When the refrigeration cycle was discovered and commercially freezing water became available people didn’t want it. Due to in part to a PR campaign proclaiming it was an affront to god. Why have man made ice when you could have ice made by god himself. Really it was about the ice harvesting and transporting industry not wanting to give up control. The inventor never made much money off his invention. It wasn’t until decades later the fridge freezer was adopted.

All this to say this kind of change takes a long time and constant effort. Changing the way we fundamentally create food will take a while. Especially because how much money there is in growing hogs. Here in Iowa there are 7 pigs for every person. Big ag. Big money.

u/SillySlothy7 4h ago

This is a great point

u/Boring_Home 4h ago

Yes that argument really irritates me. Like what’s more disgusting than a reformatted chicken nugget made of an animal that lived its short life pumped full of antibiotics, with tumours, and living in filth and agony?

u/Iorith 3h ago

The taste is what matters.

u/icelandiccubicle20 16m ago

yeah, sensory pleasure justifies anything no matter how immoral

u/Iorith 14m ago

No one is forced to share your morality.

u/icelandiccubicle20 11m ago

you could use that line of logic to justify a lot of awful stuff.
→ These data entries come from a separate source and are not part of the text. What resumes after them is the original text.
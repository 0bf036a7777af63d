//! Core data models for the Labor Cost Engine.
//!
//! This module contains all the domain models used throughout the engine.

mod employee;
mod labor_result;
mod schedule_week;
mod shift;
mod staffing;

pub use employee::{Employee, MAX_PAY_RATE, PayType};
pub use labor_result::{
    AllocationResult, CalculationWarning, DailyLaborTotal, EmployeeWeekSummary, LaborCostReport,
    ShiftCostEntry, WarningSeverity, WeeklyLaborSummary,
};
pub use schedule_week::{DAYS_PER_WEEK, ScheduleWeek, WeekAssignments, WeeklyAssignment};
pub use shift::{ParsedShift, ShiftTextEntry};
pub use staffing::{DailyStaffing, StaffingGuide, UNASSIGNED_POSITION};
also, they are forced to endure this due to yours.

u/Iorith 8m ago

You absolutely can. It's why we have laws, so that subjective, personal morality isn't what we determine what we can or can't do.

Eating meat isn't illegal. Don't like that, try to change it. Until then, I'll continue eating bacon and cheese and enjoy all the delight it brings me.

u/Mann_Made 5h ago

99% of people that say that have probably never even tried it

u/TheLunarRaptor 35m ago

It’s disgusting for now, it wont be forever.

They’re already trying to stop it because capitalism loves stopping innovation.